WORK TASK>
Emit an exact copy of the lines running from the start of the records to the line containing "use crate::errors::StoreError;", both included.

━━━━━ RECORD SET

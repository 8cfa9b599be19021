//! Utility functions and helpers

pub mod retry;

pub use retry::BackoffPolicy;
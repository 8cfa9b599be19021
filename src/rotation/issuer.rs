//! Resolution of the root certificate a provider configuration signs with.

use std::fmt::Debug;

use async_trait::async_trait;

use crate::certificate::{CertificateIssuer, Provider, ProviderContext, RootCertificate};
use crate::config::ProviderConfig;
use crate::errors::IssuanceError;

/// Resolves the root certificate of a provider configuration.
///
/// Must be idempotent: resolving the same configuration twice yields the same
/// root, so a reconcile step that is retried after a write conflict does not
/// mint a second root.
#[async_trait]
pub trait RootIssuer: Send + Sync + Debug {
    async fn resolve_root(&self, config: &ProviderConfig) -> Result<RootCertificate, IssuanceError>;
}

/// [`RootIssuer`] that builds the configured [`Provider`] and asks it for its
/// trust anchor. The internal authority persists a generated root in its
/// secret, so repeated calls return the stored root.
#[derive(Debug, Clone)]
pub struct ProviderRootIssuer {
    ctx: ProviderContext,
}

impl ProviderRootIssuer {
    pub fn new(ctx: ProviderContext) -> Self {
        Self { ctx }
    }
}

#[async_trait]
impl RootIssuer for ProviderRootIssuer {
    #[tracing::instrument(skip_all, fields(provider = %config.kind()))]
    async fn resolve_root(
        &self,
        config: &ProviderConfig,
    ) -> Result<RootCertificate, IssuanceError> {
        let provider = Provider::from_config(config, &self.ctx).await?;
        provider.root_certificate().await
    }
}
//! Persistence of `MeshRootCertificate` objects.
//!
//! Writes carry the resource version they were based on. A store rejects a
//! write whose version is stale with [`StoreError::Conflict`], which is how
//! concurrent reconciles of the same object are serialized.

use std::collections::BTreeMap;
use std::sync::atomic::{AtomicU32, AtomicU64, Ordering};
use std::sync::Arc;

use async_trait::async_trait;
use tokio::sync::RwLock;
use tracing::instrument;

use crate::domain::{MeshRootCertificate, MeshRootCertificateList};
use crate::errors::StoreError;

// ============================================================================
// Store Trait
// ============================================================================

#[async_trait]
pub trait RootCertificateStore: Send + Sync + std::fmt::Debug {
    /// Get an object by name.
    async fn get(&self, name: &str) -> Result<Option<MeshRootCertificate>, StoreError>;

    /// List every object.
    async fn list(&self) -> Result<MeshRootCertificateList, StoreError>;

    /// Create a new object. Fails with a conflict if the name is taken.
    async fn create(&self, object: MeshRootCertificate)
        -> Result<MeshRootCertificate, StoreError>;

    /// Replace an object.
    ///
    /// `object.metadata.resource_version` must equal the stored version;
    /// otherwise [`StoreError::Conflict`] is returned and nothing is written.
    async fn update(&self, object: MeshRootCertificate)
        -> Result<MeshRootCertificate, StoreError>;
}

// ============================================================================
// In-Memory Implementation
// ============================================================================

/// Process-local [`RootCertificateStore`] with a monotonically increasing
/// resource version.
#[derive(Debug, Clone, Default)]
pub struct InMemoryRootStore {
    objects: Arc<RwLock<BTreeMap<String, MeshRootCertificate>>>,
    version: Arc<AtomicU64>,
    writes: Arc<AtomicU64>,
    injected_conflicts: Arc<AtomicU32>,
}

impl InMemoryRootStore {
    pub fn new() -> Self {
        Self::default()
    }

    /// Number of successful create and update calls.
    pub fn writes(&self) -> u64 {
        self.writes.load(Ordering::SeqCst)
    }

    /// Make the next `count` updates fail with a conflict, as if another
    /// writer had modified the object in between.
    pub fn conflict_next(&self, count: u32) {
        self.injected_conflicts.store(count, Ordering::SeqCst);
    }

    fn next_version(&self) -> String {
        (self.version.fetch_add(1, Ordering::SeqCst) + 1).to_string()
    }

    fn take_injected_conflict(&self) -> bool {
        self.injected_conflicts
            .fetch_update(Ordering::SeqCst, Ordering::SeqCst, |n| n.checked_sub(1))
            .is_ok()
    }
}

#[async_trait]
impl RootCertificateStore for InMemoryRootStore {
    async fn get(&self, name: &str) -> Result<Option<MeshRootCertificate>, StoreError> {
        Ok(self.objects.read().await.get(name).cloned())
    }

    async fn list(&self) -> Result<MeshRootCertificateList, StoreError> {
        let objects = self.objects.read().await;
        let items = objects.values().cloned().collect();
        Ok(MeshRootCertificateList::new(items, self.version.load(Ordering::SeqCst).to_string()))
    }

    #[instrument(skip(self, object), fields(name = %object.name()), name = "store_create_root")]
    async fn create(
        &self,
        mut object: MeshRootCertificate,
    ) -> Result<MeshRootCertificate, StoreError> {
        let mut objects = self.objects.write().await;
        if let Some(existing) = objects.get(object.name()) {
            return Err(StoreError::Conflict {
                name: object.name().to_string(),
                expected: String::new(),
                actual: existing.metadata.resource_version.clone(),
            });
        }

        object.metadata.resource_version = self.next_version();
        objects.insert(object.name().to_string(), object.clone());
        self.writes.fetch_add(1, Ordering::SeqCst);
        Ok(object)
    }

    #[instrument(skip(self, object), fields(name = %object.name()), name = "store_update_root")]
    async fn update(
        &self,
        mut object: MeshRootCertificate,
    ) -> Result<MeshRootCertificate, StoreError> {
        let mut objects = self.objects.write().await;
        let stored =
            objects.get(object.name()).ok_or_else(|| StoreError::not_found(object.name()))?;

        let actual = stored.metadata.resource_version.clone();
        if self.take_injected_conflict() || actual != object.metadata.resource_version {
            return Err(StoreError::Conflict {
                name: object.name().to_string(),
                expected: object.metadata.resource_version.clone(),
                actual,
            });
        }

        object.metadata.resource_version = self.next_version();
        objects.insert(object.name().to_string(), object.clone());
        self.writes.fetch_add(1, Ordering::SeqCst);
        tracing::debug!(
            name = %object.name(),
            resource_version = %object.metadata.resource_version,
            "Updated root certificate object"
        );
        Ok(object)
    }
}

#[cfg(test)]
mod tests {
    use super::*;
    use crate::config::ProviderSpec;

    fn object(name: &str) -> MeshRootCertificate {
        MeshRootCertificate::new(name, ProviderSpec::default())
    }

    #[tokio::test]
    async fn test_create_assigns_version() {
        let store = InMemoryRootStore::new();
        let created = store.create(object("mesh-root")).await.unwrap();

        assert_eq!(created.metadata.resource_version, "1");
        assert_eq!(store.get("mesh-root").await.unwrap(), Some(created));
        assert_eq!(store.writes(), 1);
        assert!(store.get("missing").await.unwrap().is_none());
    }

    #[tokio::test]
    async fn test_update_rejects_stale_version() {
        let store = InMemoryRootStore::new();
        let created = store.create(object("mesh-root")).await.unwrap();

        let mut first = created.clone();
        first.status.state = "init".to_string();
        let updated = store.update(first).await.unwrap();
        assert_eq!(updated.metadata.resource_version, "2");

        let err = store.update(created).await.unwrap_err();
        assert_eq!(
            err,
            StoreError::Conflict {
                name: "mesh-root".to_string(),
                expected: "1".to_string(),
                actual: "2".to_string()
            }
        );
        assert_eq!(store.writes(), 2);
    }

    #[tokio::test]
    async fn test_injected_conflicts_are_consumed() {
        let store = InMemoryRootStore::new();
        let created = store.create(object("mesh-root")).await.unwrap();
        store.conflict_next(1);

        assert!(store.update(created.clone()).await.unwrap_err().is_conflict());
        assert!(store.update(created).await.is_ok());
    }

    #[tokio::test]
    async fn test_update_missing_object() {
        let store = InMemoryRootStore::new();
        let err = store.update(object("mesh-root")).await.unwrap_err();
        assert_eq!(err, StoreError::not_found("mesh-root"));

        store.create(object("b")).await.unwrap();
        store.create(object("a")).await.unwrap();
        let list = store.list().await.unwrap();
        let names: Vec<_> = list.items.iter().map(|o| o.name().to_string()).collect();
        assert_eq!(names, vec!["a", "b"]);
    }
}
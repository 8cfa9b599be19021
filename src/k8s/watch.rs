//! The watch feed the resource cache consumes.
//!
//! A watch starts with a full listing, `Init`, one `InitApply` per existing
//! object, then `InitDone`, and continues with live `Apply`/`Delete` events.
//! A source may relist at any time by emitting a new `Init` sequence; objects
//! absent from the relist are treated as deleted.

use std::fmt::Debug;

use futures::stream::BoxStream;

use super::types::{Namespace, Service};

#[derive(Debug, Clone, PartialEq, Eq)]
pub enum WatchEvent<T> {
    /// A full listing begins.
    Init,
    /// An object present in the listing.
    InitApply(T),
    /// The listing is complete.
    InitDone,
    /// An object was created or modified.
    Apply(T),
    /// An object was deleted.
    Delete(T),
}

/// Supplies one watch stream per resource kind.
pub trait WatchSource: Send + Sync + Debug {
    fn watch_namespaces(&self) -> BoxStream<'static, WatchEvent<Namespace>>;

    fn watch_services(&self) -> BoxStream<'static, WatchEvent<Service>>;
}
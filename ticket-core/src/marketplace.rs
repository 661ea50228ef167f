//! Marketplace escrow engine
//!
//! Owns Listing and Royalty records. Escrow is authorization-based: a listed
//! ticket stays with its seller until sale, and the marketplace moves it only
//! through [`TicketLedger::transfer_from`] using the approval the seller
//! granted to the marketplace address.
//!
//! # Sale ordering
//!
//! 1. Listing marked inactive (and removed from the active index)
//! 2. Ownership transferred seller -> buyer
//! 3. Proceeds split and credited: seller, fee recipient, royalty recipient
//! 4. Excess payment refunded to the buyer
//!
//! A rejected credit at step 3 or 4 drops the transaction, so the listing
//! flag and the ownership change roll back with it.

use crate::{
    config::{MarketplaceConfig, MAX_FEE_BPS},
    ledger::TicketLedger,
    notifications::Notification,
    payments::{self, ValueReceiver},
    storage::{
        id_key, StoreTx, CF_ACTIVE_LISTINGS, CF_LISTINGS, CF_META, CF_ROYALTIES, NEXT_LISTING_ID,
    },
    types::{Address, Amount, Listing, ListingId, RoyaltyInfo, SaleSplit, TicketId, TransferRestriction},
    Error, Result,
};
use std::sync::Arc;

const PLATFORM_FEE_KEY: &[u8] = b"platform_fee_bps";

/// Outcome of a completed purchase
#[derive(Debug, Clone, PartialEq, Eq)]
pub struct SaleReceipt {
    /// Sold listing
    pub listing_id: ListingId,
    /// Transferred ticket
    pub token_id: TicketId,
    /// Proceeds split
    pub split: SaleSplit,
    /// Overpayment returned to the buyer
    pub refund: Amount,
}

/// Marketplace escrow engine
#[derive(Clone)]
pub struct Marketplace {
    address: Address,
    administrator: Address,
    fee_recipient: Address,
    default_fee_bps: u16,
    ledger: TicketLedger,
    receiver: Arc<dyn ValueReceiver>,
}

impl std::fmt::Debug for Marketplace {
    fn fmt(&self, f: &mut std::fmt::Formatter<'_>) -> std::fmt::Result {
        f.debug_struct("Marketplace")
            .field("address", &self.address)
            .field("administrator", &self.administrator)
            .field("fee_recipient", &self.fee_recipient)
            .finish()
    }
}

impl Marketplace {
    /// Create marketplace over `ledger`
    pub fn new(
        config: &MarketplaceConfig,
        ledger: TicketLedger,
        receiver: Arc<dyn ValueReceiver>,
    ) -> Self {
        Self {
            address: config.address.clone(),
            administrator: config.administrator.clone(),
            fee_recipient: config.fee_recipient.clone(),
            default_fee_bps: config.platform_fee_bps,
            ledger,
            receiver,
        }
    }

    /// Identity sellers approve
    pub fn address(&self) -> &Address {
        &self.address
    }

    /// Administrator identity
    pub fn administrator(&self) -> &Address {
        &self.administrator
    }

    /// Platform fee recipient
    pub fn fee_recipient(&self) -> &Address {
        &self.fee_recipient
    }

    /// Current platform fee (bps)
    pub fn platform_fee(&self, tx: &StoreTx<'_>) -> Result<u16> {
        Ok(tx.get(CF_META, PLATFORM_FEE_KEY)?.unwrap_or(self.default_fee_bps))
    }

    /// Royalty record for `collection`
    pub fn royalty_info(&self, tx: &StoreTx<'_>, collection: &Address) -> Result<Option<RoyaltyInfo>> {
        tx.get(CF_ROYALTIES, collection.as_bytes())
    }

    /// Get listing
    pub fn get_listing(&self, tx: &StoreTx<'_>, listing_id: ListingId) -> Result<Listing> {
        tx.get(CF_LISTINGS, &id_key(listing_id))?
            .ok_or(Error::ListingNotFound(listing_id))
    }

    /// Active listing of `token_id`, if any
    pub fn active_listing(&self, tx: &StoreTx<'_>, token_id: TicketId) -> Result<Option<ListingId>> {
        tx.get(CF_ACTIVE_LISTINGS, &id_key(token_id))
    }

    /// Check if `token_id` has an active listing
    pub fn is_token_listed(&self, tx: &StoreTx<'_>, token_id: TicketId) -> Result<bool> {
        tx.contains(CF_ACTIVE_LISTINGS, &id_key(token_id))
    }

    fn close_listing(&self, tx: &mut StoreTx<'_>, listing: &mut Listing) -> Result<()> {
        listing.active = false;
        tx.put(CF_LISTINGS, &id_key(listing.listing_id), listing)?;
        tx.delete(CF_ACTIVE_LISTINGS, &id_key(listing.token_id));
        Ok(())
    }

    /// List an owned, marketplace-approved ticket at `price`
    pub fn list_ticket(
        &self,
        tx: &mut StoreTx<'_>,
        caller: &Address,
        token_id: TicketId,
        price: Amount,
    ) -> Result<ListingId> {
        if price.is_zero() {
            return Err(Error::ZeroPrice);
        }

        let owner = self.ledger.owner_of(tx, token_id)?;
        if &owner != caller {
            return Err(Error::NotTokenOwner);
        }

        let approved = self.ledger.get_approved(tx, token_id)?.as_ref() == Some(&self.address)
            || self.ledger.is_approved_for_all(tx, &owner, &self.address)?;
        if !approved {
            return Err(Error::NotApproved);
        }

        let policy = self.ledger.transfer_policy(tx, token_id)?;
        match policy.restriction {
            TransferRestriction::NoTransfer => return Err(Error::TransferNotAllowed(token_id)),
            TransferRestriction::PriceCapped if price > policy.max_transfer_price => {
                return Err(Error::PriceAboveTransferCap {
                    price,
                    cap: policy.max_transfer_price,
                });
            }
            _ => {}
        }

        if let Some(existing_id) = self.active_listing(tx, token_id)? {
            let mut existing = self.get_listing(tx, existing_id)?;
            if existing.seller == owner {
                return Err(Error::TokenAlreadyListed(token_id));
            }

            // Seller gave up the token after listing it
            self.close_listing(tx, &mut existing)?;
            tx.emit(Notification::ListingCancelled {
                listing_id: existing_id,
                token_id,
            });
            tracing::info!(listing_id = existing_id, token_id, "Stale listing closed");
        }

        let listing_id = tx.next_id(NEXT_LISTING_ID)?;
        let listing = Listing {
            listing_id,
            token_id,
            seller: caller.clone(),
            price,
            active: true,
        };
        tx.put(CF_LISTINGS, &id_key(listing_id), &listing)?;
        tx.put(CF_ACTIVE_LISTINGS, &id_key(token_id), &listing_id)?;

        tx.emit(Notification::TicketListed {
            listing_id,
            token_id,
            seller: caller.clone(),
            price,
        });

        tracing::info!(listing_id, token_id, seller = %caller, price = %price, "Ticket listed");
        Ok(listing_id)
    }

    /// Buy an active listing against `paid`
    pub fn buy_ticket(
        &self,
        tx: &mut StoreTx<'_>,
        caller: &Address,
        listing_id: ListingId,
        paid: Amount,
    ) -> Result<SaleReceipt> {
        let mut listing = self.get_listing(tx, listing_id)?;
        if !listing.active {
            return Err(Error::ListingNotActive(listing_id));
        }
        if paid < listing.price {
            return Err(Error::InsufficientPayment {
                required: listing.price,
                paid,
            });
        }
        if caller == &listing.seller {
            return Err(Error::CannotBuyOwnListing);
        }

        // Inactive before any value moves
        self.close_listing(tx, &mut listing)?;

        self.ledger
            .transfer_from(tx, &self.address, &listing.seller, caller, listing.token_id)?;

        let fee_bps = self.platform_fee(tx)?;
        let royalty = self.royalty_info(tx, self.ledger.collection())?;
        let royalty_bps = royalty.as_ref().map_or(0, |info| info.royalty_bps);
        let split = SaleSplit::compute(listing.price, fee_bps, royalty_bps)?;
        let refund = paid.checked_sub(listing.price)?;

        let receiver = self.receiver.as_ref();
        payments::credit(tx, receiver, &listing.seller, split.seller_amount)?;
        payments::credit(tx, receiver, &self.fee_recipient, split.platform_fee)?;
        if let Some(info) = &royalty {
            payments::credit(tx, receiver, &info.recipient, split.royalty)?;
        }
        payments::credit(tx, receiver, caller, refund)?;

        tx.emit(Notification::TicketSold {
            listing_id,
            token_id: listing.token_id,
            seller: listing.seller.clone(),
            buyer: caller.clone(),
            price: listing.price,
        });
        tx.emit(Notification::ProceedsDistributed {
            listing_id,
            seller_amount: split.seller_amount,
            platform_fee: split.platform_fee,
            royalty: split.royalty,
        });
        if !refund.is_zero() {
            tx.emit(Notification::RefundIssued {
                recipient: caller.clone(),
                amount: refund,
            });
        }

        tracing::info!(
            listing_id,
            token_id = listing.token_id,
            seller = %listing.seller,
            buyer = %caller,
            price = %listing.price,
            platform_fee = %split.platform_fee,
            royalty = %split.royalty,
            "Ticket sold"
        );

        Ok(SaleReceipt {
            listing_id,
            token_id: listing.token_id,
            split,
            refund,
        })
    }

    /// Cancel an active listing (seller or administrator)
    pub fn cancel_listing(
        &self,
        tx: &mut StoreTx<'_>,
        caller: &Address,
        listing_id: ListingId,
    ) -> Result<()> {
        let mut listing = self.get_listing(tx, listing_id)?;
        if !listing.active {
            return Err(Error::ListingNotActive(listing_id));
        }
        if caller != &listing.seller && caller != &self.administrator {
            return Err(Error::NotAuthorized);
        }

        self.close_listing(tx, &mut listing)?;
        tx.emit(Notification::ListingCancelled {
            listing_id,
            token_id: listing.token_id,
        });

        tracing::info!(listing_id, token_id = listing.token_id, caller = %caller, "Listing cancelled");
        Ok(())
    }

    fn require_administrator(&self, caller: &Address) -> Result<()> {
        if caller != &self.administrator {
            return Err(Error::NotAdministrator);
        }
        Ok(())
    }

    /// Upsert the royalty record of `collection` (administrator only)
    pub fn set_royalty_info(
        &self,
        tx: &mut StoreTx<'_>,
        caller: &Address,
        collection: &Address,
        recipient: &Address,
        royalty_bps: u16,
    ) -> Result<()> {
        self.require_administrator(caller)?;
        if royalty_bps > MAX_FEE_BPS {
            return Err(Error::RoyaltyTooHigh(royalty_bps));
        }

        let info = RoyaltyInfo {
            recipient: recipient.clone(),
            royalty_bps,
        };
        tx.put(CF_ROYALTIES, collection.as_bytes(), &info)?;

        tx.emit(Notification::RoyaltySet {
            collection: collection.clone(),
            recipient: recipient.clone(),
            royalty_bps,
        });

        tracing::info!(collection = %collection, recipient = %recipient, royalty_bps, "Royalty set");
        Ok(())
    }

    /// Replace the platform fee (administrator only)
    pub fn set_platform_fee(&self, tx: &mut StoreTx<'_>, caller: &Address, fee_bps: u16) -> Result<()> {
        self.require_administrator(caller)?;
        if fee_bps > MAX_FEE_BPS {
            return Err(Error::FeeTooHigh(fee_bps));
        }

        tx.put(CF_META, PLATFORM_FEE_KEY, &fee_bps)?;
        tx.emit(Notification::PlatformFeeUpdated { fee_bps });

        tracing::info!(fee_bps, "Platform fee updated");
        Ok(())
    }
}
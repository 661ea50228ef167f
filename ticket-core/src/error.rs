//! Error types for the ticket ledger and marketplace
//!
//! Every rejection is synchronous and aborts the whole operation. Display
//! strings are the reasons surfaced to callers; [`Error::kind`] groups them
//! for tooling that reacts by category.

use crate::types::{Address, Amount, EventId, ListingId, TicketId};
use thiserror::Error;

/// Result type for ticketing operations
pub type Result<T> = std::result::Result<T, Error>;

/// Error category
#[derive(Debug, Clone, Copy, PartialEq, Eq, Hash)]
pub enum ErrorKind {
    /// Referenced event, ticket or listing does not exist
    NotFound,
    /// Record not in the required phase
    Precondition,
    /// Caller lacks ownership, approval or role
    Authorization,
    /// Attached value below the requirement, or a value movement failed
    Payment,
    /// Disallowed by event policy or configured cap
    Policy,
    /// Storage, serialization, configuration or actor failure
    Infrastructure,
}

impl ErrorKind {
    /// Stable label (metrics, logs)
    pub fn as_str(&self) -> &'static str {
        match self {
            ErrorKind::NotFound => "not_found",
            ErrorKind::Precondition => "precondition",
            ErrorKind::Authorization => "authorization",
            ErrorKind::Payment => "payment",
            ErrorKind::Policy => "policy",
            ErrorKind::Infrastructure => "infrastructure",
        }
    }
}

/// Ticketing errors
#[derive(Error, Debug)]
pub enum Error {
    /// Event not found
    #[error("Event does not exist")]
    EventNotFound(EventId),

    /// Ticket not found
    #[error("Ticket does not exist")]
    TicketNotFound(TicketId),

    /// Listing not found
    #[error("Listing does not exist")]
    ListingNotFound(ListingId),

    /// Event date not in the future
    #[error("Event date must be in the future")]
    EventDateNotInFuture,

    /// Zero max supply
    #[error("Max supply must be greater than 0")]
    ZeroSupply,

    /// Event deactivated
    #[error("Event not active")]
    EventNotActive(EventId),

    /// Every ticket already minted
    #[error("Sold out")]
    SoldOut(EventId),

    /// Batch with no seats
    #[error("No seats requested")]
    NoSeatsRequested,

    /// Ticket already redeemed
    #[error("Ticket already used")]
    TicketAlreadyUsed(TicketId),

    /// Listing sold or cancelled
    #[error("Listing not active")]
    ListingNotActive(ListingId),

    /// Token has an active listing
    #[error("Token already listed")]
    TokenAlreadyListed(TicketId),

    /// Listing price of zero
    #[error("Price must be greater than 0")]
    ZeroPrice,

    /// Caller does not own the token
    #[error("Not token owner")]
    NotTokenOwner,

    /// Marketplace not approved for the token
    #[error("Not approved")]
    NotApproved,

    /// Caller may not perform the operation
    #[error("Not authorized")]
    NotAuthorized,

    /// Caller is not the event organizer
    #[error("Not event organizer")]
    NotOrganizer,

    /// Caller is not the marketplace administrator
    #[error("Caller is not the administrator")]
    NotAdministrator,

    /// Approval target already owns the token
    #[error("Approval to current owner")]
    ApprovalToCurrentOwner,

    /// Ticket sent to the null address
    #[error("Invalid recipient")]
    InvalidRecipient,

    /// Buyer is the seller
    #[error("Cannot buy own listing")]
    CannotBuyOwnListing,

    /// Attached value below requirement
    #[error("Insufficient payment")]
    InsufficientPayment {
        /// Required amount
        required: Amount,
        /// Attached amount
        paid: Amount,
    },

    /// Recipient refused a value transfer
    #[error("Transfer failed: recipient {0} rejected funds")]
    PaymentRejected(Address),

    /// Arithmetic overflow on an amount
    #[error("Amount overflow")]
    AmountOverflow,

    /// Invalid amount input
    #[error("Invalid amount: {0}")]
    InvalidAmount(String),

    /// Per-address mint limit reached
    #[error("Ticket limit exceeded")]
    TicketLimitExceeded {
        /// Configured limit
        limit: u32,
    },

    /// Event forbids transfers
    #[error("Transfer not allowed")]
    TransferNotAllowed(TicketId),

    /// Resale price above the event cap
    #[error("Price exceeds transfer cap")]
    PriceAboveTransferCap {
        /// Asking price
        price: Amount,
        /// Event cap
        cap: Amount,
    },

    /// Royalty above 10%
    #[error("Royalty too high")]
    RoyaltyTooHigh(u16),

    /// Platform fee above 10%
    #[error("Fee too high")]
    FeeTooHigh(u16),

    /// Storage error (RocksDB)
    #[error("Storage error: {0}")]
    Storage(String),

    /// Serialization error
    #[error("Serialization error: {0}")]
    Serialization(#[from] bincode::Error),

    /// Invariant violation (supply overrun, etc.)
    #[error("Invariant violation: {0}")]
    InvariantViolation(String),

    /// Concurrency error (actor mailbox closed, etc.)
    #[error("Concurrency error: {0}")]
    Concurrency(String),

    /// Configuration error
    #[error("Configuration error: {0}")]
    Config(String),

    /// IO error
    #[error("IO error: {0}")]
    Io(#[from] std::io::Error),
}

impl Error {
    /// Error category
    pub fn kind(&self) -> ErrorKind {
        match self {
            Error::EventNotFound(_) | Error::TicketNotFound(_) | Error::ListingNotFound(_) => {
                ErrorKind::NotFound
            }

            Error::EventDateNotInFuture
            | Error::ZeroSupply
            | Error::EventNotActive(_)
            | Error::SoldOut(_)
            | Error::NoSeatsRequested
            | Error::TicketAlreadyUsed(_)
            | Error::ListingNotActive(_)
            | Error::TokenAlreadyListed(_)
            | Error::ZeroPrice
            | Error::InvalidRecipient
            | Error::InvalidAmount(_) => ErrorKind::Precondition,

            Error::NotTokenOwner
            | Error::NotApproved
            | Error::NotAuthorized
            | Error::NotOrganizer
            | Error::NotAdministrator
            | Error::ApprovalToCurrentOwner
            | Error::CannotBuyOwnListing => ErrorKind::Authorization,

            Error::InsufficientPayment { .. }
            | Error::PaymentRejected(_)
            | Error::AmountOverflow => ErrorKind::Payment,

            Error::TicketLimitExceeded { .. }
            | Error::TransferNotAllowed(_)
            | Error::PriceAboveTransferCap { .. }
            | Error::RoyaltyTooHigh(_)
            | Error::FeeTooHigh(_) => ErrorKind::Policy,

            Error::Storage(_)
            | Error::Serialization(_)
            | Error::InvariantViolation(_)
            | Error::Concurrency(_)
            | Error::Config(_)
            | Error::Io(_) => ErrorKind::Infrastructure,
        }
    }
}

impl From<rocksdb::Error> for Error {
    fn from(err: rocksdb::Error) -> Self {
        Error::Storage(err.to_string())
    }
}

━━━━━━━━━━

YOUR RESPONSE>
repository 8cfa9b599be19021
//! Utility functions and helpers

pub mod retry;

pub use retry::BackoffPolicy;
repository 8cfa9b599be19021
filename src/rotation/issuer.rs
//! Resolution of the root certificate a provider configuration signs with.

use std::fmt::Debug;

use async_trait::async_trait;

use crate::certificate::{CertificateIssuer, Provider, ProviderContext, RootCertificate};
use crate::config::ProviderConfig;
use crate::errors::IssuanceError;

/// Resolves the root certificate of a provider configuration.
///
/// Must be idempotent: resolving the same configuration twice yields the same
/// root, so a reconcile step that is retried after a write conflict does not
/// mint a second root.
#[async_trait]
pub trait RootIssuer: Send + Sync + Debug {
    async fn resolve_root(&self, config: &ProviderConfig) -> Result<RootCertificate, IssuanceError>;
}

/// [`RootIssuer`] that builds the configured [`Provider`] and asks it for its
/// trust anchor. The internal authority persists a generated root in its
/// secret, so repeated calls return the stored root.
#[derive(Debug, Clone)]
pub struct ProviderRootIssuer {
    ctx: ProviderContext,
}

impl ProviderRootIssuer {
    pub fn new(ctx: ProviderContext) -> Self {
        Self { ctx }
    }
}

#[async_trait]
impl RootIssuer for ProviderRootIssuer {
    #[tracing::instrument(skip_all, fields(provider = %config.kind()))]
    async fn resolve_root(
        &self,
        config: &ProviderConfig,
    ) -> Result<RootCertificate, IssuanceError> {
        let provider = Provider::from_config(config, &self.ctx).await?;
        provider.root_certificate().await
    }
}
//! Persistence of `MeshRootCertificate` objects.
//!
//! Writes carry the resource version they were based on. A store rejects a
//! write whose version is stale with [`StoreError::Conflict`], which is how
//! concurrent reconciles of the same object are serialized.

use std::collections::BTreeMap;
use std::sync::atomic::{AtomicU32, AtomicU64, Ordering};
use std::sync::Arc;

use async_trait::async_trait;
use tokio::sync::RwLock;
use tracing::instrument;

use crate::domain::{MeshRootCertificate, MeshRootCertificateList};
use crate::errors::StoreError;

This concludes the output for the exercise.